Researchers have used a genome-wide screen to uncover genes that protect lung-cancer cells from Taxol (paclitaxel), a commonly used chemotherapy agent. Without the protection of certain genes, the cancer cells could be killed by drug doses 10,000 times lower than normal. The results could lead to synergistic drug combinations that combat tumors at lower doses with fewer side effects.
The study, performed by researchers at the University of Texas Southwestern Medical Center, is one of the first to use the gene-silencing technique called RNA interference to study drug sensitivity across the entire genome. Led by cell biologist Michael White, the researchers used a library of silencing RNAs to block expression of every known gene in the human genome--there are about 21,000--in only six weeks.

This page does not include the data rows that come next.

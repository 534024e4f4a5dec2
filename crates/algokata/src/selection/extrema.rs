//! Extrema over fixed-arity arguments.

// ============================================================================
// Maximum of three
// ============================================================================

/// Returns the largest of three values by pairwise comparison.
///
/// Ties return the earlier argument. Only `PartialOrd` is required, so
/// float arguments work; an unordered comparison (`NaN` on either side)
/// falls through to the later argument.
///
/// # Example
///
/// ```rust
/// use algokata::selection::extrema::max_of_three;
///
/// assert_eq!(max_of_three(1, 2, 3), 3);
/// assert_eq!(max_of_three(-5, -8, -7), -5);
/// assert_eq!(max_of_three(0.5, 0.1, -10.0), 0.5);
/// ```
#[inline]
pub fn max_of_three<T: PartialOrd>(a: T, b: T, c: T) -> T {
    let larger = if a >= b { a } else { b };
    if larger >= c {
        larger
    } else {
        c
    }
}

The University of Texas researchers found 87 genes that seemed to regulate the cancer's sensitivity to the chemotherapy drug. Drugs and natural products that interfere with some of these genes already exist, says White, and researchers can now test whether combining these drugs with Taxol leads to a better response.
The results point to "a way to be more savvy about how to combine drugs," says Tito Fojo, a senior investigator at the National Cancer Institute's Center for Cancer Research, although he cautions that "some trial and error" will still be required.

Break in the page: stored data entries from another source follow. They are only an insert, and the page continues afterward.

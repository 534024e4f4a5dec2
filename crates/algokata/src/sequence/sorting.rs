//! In-place ascending sort.
//!
//! ## Design notes
//!
//! * Insertion sort, chosen for its in-place adjacent-swap structure:
//!   no scratch buffer, stable, and linear on already-sorted input.
//!   The quadratic worst case is acceptable at the slice sizes this
//!   catalog targets.
//! * `PartialOrd` rather than `Ord` keeps float slices sortable; an
//!   unordered comparison (`NaN`) simply never swaps, leaving such
//!   elements where the scan finds them.

// ============================================================================
// Insertion sort
// ============================================================================

/// Sorts `arr` in ascending order, in place.
///
/// Stable: equal elements keep their relative order. The slice is
/// mutated directly through the exclusive borrow; callers needing the
/// original must copy first.
///
/// # Example
///
/// ```rust
/// use algokata::sequence::sorting::sort_ascending;
///
/// let mut xs = vec![-2, 9, 5, -3];
/// sort_ascending(&mut xs);
/// assert_eq!(xs, vec![-3, -2, 5, 9]);
/// ```
pub fn sort_ascending<T: PartialOrd>(arr: &mut [T]) {
    for i in 1..arr.len() {
        let mut j = i;
        while j > 0 && arr[j] < arr[j - 1] {
            arr.swap(j, j - 1);
            j -= 1;
        }
    }
}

Cancer patients' responses to chemotherapy agents such as Taxol vary widely and unpredictably. Some patients do not get better; some do but later relapse as their tumors grow resistant to the drug. "We want to identify the molecular basis of the capacity of cancer cells to respond to a drug," says White. Taxol is given to most lung-cancer patients and is also a common treatment for breast and ovarian cancers. Like all chemotherapy, it causes side effects including pain, nausea, and tingling. A combination treatment that would allow the drug to be given at a much lower dose could make chemotherapy easier on patients.
To identify the target genes, the researchers used an RNA-interference library made commercially available only in the past year and a half. The library allows scientists to reliably silence every human gene.

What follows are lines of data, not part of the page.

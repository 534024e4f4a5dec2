//! ## Layer 2: Predicates
//!
//! Boolean checks over numbers, strings, and board positions. Every
//! function here is pure and total: any input of the right type yields
//! `true` or `false`, never a panic or an error.
//!
//! ```text
//!                    ┌─────────────────────┐
//!                    │      Predicates     │
//!                    └──────────┬──────────┘
//!         ┌──────────┬──────────┼──────────┬───────────┐
//!         ▼          ▼          ▼          ▼           ▼
//!    ┌────────┐ ┌─────────┐ ┌───────┐ ┌──────────┐ ┌────────┐
//!    │  sign  │ │triangle │ │ chess │ │palindrome│ │ digits │
//!    │  >= 0  │ │isosceles│ │ queen │ │ mirrored │ │ member │
//!    └────────┘ └─────────┘ └───┬───┘ └──────────┘ └────────┘
//!                               │
//!                               ▼
//!                    primitives::position
//! ```

pub mod chess;
pub mod digits;
pub mod palindrome;
pub mod sign;
pub mod triangle;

That broad sweep pointed toward a role for some surprising genes in protecting the cancer cells from Taxol. The drug works by interfering with cell division, but many of the genes uncovered in the Texas screen, such as a sperm-specific protein often found in ovarian-cancer cells, are not implicated in that process.
While the Texas study uncovered some genes that seem to make cancer cells more vulnerable to Taxol than normal cells are, Fojo cautions that new therapies won't be on the way unless there are good drugs to take advantage of these vulnerabilities. "The more we understand about how drugs work, the better," he says. "We're going to see a lot of use of [RNA interference] in this matter."